Escolas da 2ª CRE relatam experiências sobre educação do campo

02/09/2013 10:01

 

Cinco das 24 escolas rurais da rede estadual localizadas na abrangência da 2ª Coordenadoria Regional de Educação (CRE) apresentaram relatos de experiência no 5º Encontro Regional de Escolas do Campo, realizado em Triunfo, entre os dias 2 e 4 de setembro. As escolas narraram as práticas realizadas a partir da pesquisa socioantropológica, que oferece subsídios para uma prática pedagógica mais contextualizada. O encontro contou com a presença de sete CREs e teve como tema central o debate da reestruturação curricular das escolas do campo.

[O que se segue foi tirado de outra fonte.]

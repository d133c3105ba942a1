//! The three jobs the service runs against the shared engine.
//!
//! Every job follows the same shape: acquire the engine, wait for its turn,
//! stage the upload, run one command, read the outputs back and clean up.
//! Jobs run one at a time; the engine and its workspace are not safe to share
//! between concurrent commands.

use std::sync::Arc;

use bytes::Bytes;
use tokio::sync::Mutex;
use tracing::{error, info};

use crate::engine::{Engine, EngineHandle};
use crate::error::JobError;
use crate::range::ClipRange;
use crate::sampling::{Sampling, compute_sampling};
use crate::workspace::{JobScope, Workspace};

const INPUT_NAME: &str = "input-video";
const FRAME_PATTERN: &str = "out%d.png";

/// Attachment name for clips returned by `/trim` and `/thumbnail`.
pub const CLIP_FILENAME: &str = "output.mp4";

#[derive(Debug, Clone, Copy, PartialEq, Eq)]
pub enum ClipKind {
    Trim,
    Thumbnail,
}

impl ClipKind {
    pub fn as_str(&self) -> &'static str {
        match self {
            ClipKind::Trim => "trim",
            ClipKind::Thumbnail => "thumbnail",
        }
    }
}

#[derive(Debug, Clone)]
pub struct Frames {
    pub sampling: Sampling,
    /// PNG images in capture order.
    pub images: Vec<Bytes>,
}

#[derive(Debug, Clone)]
pub struct Clip {
    pub filename: &'static str,
    pub bytes: Bytes,
}

impl Clip {
    pub fn content_length(&self) -> usize {
        self.bytes.len()
    }
}

/// Output name of the `n`th extracted frame, counting from 1.
fn frame_name(n: u32) -> String {
    FRAME_PATTERN.replace("%d", &n.to_string())
}

pub fn frame_args(input: &str, output_pattern: &str, sampling: &Sampling) -> Vec<String> {
    vec![
        "-i".to_string(),
        input.to_string(),
        "-vf".to_string(),
        sampling.rate.filter(),
        "-frames:v".to_string(),
        sampling.extract_count.to_string(),
        output_pattern.to_string(),
    ]
}

/// Stream copy between the two offsets, no re-encode.
pub fn clip_args(input: &str, output: &str, range: &ClipRange) -> Vec<String> {
    vec![
        "-i".to_string(),
        input.to_string(),
        "-ss".to_string(),
        range.start(),
        "-to".to_string(),
        range.end(),
        "-c:v".to_string(),
        "copy".to_string(),
        output.to_string(),
    ]
}

#[derive(Debug)]
pub struct Jobs {
    engine: Arc<EngineHandle>,
    workspace: Arc<Workspace>,
    turn: Mutex<()>,
}

impl Jobs {
    pub fn new(engine: Arc<EngineHandle>, workspace: Arc<Workspace>) -> Self {
        Self {
            engine,
            workspace,
            turn: Mutex::new(()),
        }
    }

    pub fn engine(&self) -> &Arc<EngineHandle> {
        &self.engine
    }

    pub fn workspace(&self) -> &Arc<Workspace> {
        &self.workspace
    }

    /// Pulls periodic stills out of `payload`.
    ///
    /// Exactly `extract_count` frames come back or the whole job fails.
    pub async fn extract_frames(&self, payload: &[u8], duration_secs: f64) -> Result<Frames, JobError> {
        let sampling = compute_sampling(duration_secs)?;
        let engine = self.engine.acquire().await?;

        let _turn = self.turn.lock().await;
        let scope = self.workspace.scope();
        info!(
            "[Job {}] frames: {} frames at {} fps from {} bytes",
            scope.id(),
            sampling.extract_count,
            sampling.rate,
            payload.len()
        );

        let result = self.run_frames(engine.as_ref(), &scope, payload, &sampling).await;
        finish(scope, "frames", &result).await;
        result
    }

    async fn run_frames(
        &self,
        engine: &dyn Engine,
        scope: &JobScope,
        payload: &[u8],
        sampling: &Sampling,
    ) -> Result<Frames, JobError> {
        let input = scope.name(INPUT_NAME);
        self.workspace.write(&input, payload).await?;

        let args = frame_args(&input, &scope.name(FRAME_PATTERN), sampling);
        engine.run(self.workspace.root(), &args).await?;

        let mut images = Vec::with_capacity(sampling.extract_count as usize);
        for n in 1..=sampling.extract_count {
            let name = scope.name(&frame_name(n));
            images.push(self.workspace.read(&name).await?);
            self.workspace.remove(&name).await?;
        }
        self.workspace.remove(&input).await?;

        Ok(Frames {
            sampling: *sampling,
            images,
        })
    }

    pub async fn trim(&self, payload: &[u8], range: &ClipRange) -> Result<Clip, JobError> {
        self.cut(ClipKind::Trim, payload, range).await
    }

    /// Same command as [`Jobs::trim`]; kept as its own operation for callers
    /// that want a short preview clip.
    pub async fn thumbnail(&self, payload: &[u8], range: &ClipRange) -> Result<Clip, JobError> {
        self.cut(ClipKind::Thumbnail, payload, range).await
    }

    async fn cut(&self, kind: ClipKind, payload: &[u8], range: &ClipRange) -> Result<Clip, JobError> {
        let engine = self.engine.acquire().await?;

        let _turn = self.turn.lock().await;
        let scope = self.workspace.scope();
        info!(
            "[Job {}] {}: {} -> {} from {} bytes",
            scope.id(),
            kind.as_str(),
            range.start(),
            range.end(),
            payload.len()
        );

        let result = self.run_cut(engine.as_ref(), &scope, payload, range).await;
        finish(scope, kind.as_str(), &result).await;
        result
    }

    async fn run_cut(
        &self,
        engine: &dyn Engine,
        scope: &JobScope,
        payload: &[u8],
        range: &ClipRange,
    ) -> Result<Clip, JobError> {
        let input = scope.name(INPUT_NAME);
        let output = scope.name(CLIP_FILENAME);
        self.workspace.write(&input, payload).await?;

        engine
            .run(self.workspace.root(), &clip_args(&input, &output, range))
            .await?;

        let bytes = self.workspace.read(&output).await?;
        self.workspace.remove(&input).await?;
        self.workspace.remove(&output).await?;

        Ok(Clip {
            filename: CLIP_FILENAME,
            bytes,
        })
    }
}

async fn finish<T>(scope: JobScope, job: &str, result: &Result<T, JobError>) {
    match result {
        Ok(_) => info!("[Job {}] {} finished", scope.id(), job),
        Err(e) => error!("[Job {}] {} failed: {}", scope.id(), job, e),
    }
    scope.close().await;
}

A Escola Adolfo Flor, de Salvador do Sul, trouxe a sua caminhada pedagógica, que, de acordo com a diretora Meri Terezinha Abel Lunckes, é toda pautada na realidade das crianças. Os 28 alunos são integrados, junto de professores e pais, em comitês, que organizam as atividades escolares. O comitê ‘saberes e sabores’ é responsável por propor atividades de resgate de receitas locais dos antepassados. O comitê ‘literatura e atividades culturais’ programa atividades de incentivo à arte e à cultura. O comitê de ‘Informática educativa’ pensa no uso das mídias no espaço escolar. O comitê da ‘horta escolar’ reforça saberes das crianças e se engaja em atividades como a compostagem, minhocário e produção de verduras e hortaliças orgânicas.

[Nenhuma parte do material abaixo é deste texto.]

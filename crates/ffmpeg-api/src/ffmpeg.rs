use std::path::{Path, PathBuf};
use std::process::Stdio;
use std::time::Duration;

use async_trait::async_trait;
use tokio::process::Command;
use tracing::{debug, info, warn};

use crate::engine::{Engine, EngineError};

#[cfg(target_os = "windows")]
const BINARY_NAME: &str = "ffmpeg.exe";
#[cfg(not(target_os = "windows"))]
const BINARY_NAME: &str = "ffmpeg";

/// The ffmpeg command line tool driven as a subprocess.
#[derive(Debug)]
pub struct Ffmpeg {
    path: PathBuf,
    version: String,
    timeout: Option<Duration>,
}

impl Ffmpeg {
    /// Locates the binary, checks that it runs and records what it reports.
    ///
    /// Without an explicit `binary`, `ffmpeg` is looked up on `PATH`.
    pub async fn load(binary: Option<&Path>, timeout: Option<Duration>) -> Result<Self, EngineError> {
        let path = match binary {
            Some(path) => path.to_path_buf(),
            None => which::which(BINARY_NAME)
                .map_err(|e| EngineError::Load(format!("{BINARY_NAME} not found in PATH: {e}")))?,
        };

        info!("Using FFmpeg binary at {}", path.display());

        let version = Self::probe_version(&path).await?;
        info!("FFmpeg version: {}", version);

        match Self::detect_hwaccels(&path).await {
            Ok(hwaccels) => info!("Detected hardware accelerators: {:?}", hwaccels),
            Err(e) => info!("No hardware accelerators detected or FFmpeg failed to query: {}", e),
        }

        Ok(Self {
            path,
            version,
            timeout,
        })
    }

    async fn probe_version(path: &Path) -> Result<String, EngineError> {
        let output = Command::new(path)
            .arg("-version")
            .stdin(Stdio::null())
            .output()
            .await
            .map_err(|e| EngineError::Load(format!("failed to execute {}: {e}", path.display())))?;

        if !output.status.success() {
            let stderr = String::from_utf8_lossy(&output.stderr);
            return Err(EngineError::Load(format!("-version probe failed: {}", stderr.trim())));
        }

        let stdout = String::from_utf8_lossy(&output.stdout);
        Ok(stdout.lines().next().unwrap_or("unknown").to_string())
    }

    async fn detect_hwaccels(path: &Path) -> std::io::Result<Vec<String>> {
        let output = Command::new(path)
            .args(["-hide_banner", "-hwaccels"])
            .stdin(Stdio::null())
            .output()
            .await?;

        if !output.status.success() {
            let stderr = String::from_utf8_lossy(&output.stderr);
            debug!("FFmpeg -hwaccels stderr: {}", stderr);
        }

        Ok(parse_hwaccels(&String::from_utf8_lossy(&output.stdout)))
    }

    #[cfg(test)]
    fn with_binary(path: PathBuf, timeout: Option<Duration>) -> Self {
        Self {
            path,
            version: "test".to_string(),
            timeout,
        }
    }
}

/// `-hwaccels` prints a header line followed by one accelerator per line.
fn parse_hwaccels(stdout: &str) -> Vec<String> {
    stdout
        .lines()
        .skip(1)
        .map(str::trim)
        .filter(|line| !line.is_empty())
        .map(str::to_string)
        .collect()
}

#[async_trait]
impl Engine for Ffmpeg {
    async fn run(&self, cwd: &Path, args: &[String]) -> Result<(), EngineError> {
        let mut cmd = Command::new(&self.path);
        cmd.current_dir(cwd)
            .args(["-hide_banner", "-loglevel", "error", "-nostdin", "-y"])
            .args(args)
            .stdin(Stdio::null())
            .stdout(Stdio::null())
            .stderr(Stdio::piped())
            .kill_on_drop(true);

        info!("Running FFmpeg command: {:?}", args);

        let child = cmd.spawn()?;
        let output = match self.timeout {
            // Dropping the wait future on expiry drops the child, which kills it.
            Some(limit) => tokio::time::timeout(limit, child.wait_with_output())
                .await
                .map_err(|_| {
                    warn!("FFmpeg exceeded {:?}, killing it", limit);
                    EngineError::Timeout(limit)
                })??,
            None => child.wait_with_output().await?,
        };

        if !output.status.success() {
            let stderr = String::from_utf8_lossy(&output.stderr).trim().to_string();
            warn!("FFmpeg failed: {}", stderr);
            return Err(EngineError::Failed {
                code: output.status.code(),
                stderr,
            });
        }

        debug!("FFmpeg command completed");
        Ok(())
    }

    fn version(&self) -> &str {
        &self.version
    }
}
//! Transcoding engine abstraction and its lazily loaded, shared handle.

use std::path::Path;
use std::sync::Arc;
use std::time::Duration;

use async_trait::async_trait;
use futures::FutureExt;
use futures::future::{BoxFuture, Shared};
use parking_lot::Mutex;
use serde::Serialize;
use thiserror::Error;
use tracing::{error, info};

#[derive(Debug, Error)]
pub enum EngineError {
    #[error("transcoding engine failed to load: {0}")]
    Load(String),

    #[error("transcoding engine unavailable: {0}")]
    Unavailable(Arc<EngineError>),

    #[error("failed to launch transcoding engine: {0}")]
    Spawn(#[from] std::io::Error),

    #[error("transcode failed (exit code {code:?}): {stderr}")]
    Failed { code: Option<i32>, stderr: String },

    #[error("transcode timed out after {0:?}")]
    Timeout(Duration),
}

/// Black-box transcoder: runs one command against files staged in `cwd`.
///
/// File names in `args` are relative to `cwd`.
#[async_trait]
pub trait Engine: Send + Sync + std::fmt::Debug {
    async fn run(&self, cwd: &Path, args: &[String]) -> Result<(), EngineError>;

    fn version(&self) -> &str;
}

pub type SharedEngine = Arc<dyn Engine>;

type LoadResult = Result<SharedEngine, Arc<EngineError>>;
type Loader = Box<dyn FnOnce() -> BoxFuture<'static, Result<SharedEngine, EngineError>> + Send>;

enum LoadState {
    Uninitialized,
    Loading(Shared<BoxFuture<'static, LoadResult>>),
    Ready(SharedEngine),
    Failed(Arc<EngineError>),
}

struct Slot {
    state: LoadState,
    loader: Option<Loader>,
}

#[derive(Debug, Clone, PartialEq, Eq, Serialize)]
#[serde(tag = "state", content = "error", rename_all = "lowercase")]
pub enum EngineStatus {
    Uninitialized,
    Loading,
    Ready,
    Failed(String),
}

/// Owns the single engine instance of the process.
///
/// The first [`EngineHandle::acquire`] starts the load; everyone who calls
/// while it is in flight waits on the same load. A failed load is terminal:
/// later callers get the recorded error and no second load is started.
pub struct EngineHandle {
    slot: Mutex<Slot>,
}

impl EngineHandle {
    pub fn new<F, Fut>(loader: F) -> Self
    where
        F: FnOnce() -> Fut + Send + 'static,
        Fut: Future<Output = Result<SharedEngine, EngineError>> + Send + 'static,
    {
        let loader: Loader = Box::new(move || loader().boxed());
        Self {
            slot: Mutex::new(Slot {
                state: LoadState::Uninitialized,
                loader: Some(loader),
            }),
        }
    }

    /// Handle whose engine is already loaded.
    pub fn ready(engine: SharedEngine) -> Self {
        Self {
            slot: Mutex::new(Slot {
                state: LoadState::Ready(engine),
                loader: None,
            }),
        }
    }

    pub async fn acquire(&self) -> Result<SharedEngine, EngineError> {
        let pending = {
            let mut guard = self.slot.lock();
            let slot = &mut *guard;
            match &slot.state {
                LoadState::Ready(engine) => return Ok(Arc::clone(engine)),
                LoadState::Failed(err) => return Err(EngineError::Unavailable(Arc::clone(err))),
                LoadState::Loading(pending) => pending.clone(),
                LoadState::Uninitialized => {
                    let pending = start_load(slot.loader.take());
                    slot.state = LoadState::Loading(pending.clone());
                    pending
                }
            }
        };

        let outcome = pending.await;
        self.settle(&outcome);
        outcome.map_err(EngineError::Unavailable)
    }

    /// Starts loading in the background without waiting for it.
    pub fn preload(self: &Arc<Self>) {
        let handle = Arc::clone(self);
        tokio::spawn(async move {
            if let Err(e) = handle.acquire().await {
                error!("Engine preload failed: {}", e);
            }
        });
    }

    /// The engine, if it has finished loading. Never starts a load.
    pub fn loaded(&self) -> Option<SharedEngine> {
        match &self.slot.lock().state {
            LoadState::Ready(engine) => Some(Arc::clone(engine)),
            LoadState::Loading(pending) => pending.peek().and_then(|r| r.clone().ok()),
            _ => None,
        }
    }

    pub fn status(&self) -> EngineStatus {
        match &self.slot.lock().state {
            LoadState::Uninitialized => EngineStatus::Uninitialized,
            LoadState::Loading(pending) => match pending.peek() {
                None => EngineStatus::Loading,
                Some(Ok(_)) => EngineStatus::Ready,
                Some(Err(e)) => EngineStatus::Failed(e.to_string()),
            },
            LoadState::Ready(_) => EngineStatus::Ready,
            LoadState::Failed(e) => EngineStatus::Failed(e.to_string()),
        }
    }

    fn settle(&self, outcome: &LoadResult) {
        let mut slot = self.slot.lock();
        if !matches!(slot.state, LoadState::Loading(_)) {
            return;
        }
        slot.state = match outcome {
            Ok(engine) => {
                info!("Transcoding engine ready: {}", engine.version());
                LoadState::Ready(Arc::clone(engine))
            }
            Err(e) => {
                error!("Transcoding engine failed to load: {}", e);
                LoadState::Failed(Arc::clone(e))
            }
        };
    }
}

impl std::fmt::Debug for EngineHandle {
    fn fmt(&self, f: &mut std::fmt::Formatter<'_>) -> std::fmt::Result {
        f.debug_struct("EngineHandle")
            .field("status", &self.status())
            .finish()
    }
}

fn start_load(loader: Option<Loader>) -> Shared<BoxFuture<'static, LoadResult>> {
    info!("Loading transcoding engine");

    // Spawned so the load finishes even if every waiter goes away.
    let task = loader.map(|load| tokio::spawn(load()));

    async move {
        match task {
            Some(task) => match task.await {
                Ok(Ok(engine)) => Ok(engine),
                Ok(Err(e)) => Err(Arc::new(e)),
                Err(e) => Err(Arc::new(EngineError::Load(format!("load task aborted: {e}")))),
            },
            None => Err(Arc::new(EngineError::Load("no loader configured".to_string()))),
        }
    }
    .boxed()
    .shared()
}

A Escola tem sido convidada em vários eventos estaduais para apresentar a peça teatral ‘alfabetizando as emoções’. “O teatro trabalha os sentimentos, as emoções e os conflitos das crianças. Através da arte conseguimos transcender os limites das disciplinas e oportunizar a expressão dos alunos na sua integralidade”, reflete Meri. A escola também oportuniza vivências significativas ao visitar as famílias das crianças para ver, por exemplo, uma ninhada de filhotes de ovelha ou, então, o ninho de papagaios, instalado em uma araucária, exemplifica a diretora. “As aprendizagens construídas através dessas vivências, nunca mais serão esquecidas pelas crianças”, destaca a diretora Meri Lunckes.

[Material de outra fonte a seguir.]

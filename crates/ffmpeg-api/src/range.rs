//! Start/end offsets for the clip jobs.
//!
//! Accepts `HH:MM:SS`, `MM:SS` or plain seconds, each with optional
//! fractional seconds. Only the normalized form is ever handed to the engine.

use thiserror::Error;

/// Longest offset accepted, 24 hours.
pub const MAX_TIMESTAMP_SECS: f64 = 86_400.0;

#[derive(Debug, Error, PartialEq)]
pub enum RangeError {
    #[error("timestamp is empty")]
    Empty,

    #[error("invalid timestamp: {0:?}")]
    InvalidFormat(String),

    #[error("timestamp {0:?} is past the 24 hour limit")]
    OutOfRange(String),

    #[error("end time ({end}) must be after start time ({start})")]
    NotIncreasing { start: String, end: String },
}

/// Parses a timestamp into seconds.
pub fn parse_timestamp(ts: &str) -> Result<f64, RangeError> {
    let ts = ts.trim();
    if ts.is_empty() {
        return Err(RangeError::Empty);
    }

    let invalid = || RangeError::InvalidFormat(ts.to_string());

    let parts: Vec<&str> = ts.split(':').collect();
    if parts.len() > 3 {
        return Err(invalid());
    }

    let mut total = 0.0;
    for (i, part) in parts.iter().enumerate() {
        let last = i == parts.len() - 1;
        // Leading components are whole numbers, only the seconds may carry a fraction.
        let well_formed = !part.is_empty()
            && part.chars().all(|c| c.is_ascii_digit() || (last && c == '.'))
            && part.matches('.').count() <= 1
            && !part.starts_with('.')
            && !part.ends_with('.');
        if !well_formed {
            return Err(invalid());
        }

        let value: f64 = part.parse().map_err(|_| invalid())?;
        if i > 0 && value >= 60.0 {
            return Err(invalid());
        }
        total = total * 60.0 + value;
    }

    if !total.is_finite() {
        return Err(invalid());
    }
    if total > MAX_TIMESTAMP_SECS {
        return Err(RangeError::OutOfRange(ts.to_string()));
    }
    Ok(total)
}

/// Formats seconds as `HH:MM:SS.mmm`.
pub fn format_timestamp(total_secs: f64) -> String {
    let millis = (total_secs * 1000.0).round() as u64;
    let hours = millis / 3_600_000;
    let mins = (millis / 60_000) % 60;
    let secs = (millis / 1000) % 60;
    let frac = millis % 1000;
    format!("{hours:02}:{mins:02}:{secs:02}.{frac:03}")
}

/// A validated `[start, end)` window within the source.
#[derive(Debug, Clone, Copy, PartialEq)]
pub struct ClipRange {
    start_secs: f64,
    end_secs: f64,
}

impl ClipRange {
    pub fn parse(start: &str, end: &str) -> Result<Self, RangeError> {
        let start_secs = parse_timestamp(start)?;
        let end_secs = parse_timestamp(end)?;
        Self::from_secs(start_secs, end_secs).ok_or_else(|| RangeError::NotIncreasing {
            start: start.trim().to_string(),
            end: end.trim().to_string(),
        })
    }

    pub fn from_secs(start_secs: f64, end_secs: f64) -> Option<Self> {
        let ordered = start_secs >= 0.0 && end_secs > start_secs;
        (ordered && end_secs <= MAX_TIMESTAMP_SECS).then_some(Self {
            start_secs,
            end_secs,
        })
    }

    pub fn start(&self) -> String {
        format_timestamp(self.start_secs)
    }

    pub fn end(&self) -> String {
        format_timestamp(self.end_secs)
    }
}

Além da Escola Adolfo Flor, as escolas Arthur Weimer e Auri Beschorner, de Salvador do Sul, José Garibaldi, de Montenegro, e Albino David Hartmann, de Bom Princípio, relataram experiências. De acordo com a coordenadora das escolas do campo da 2ª CRE, Silvia Tolentino, as escolas estão em uma caminhada inovadora dentro da proposta de educação do campo. “O campo tem as suas especificidades e o currículo precisa contemplar a vida das pessoas. A educação precisa estar a serviço da vida, caso contrário perde a sua funcionalidade”, reflete Sílvia.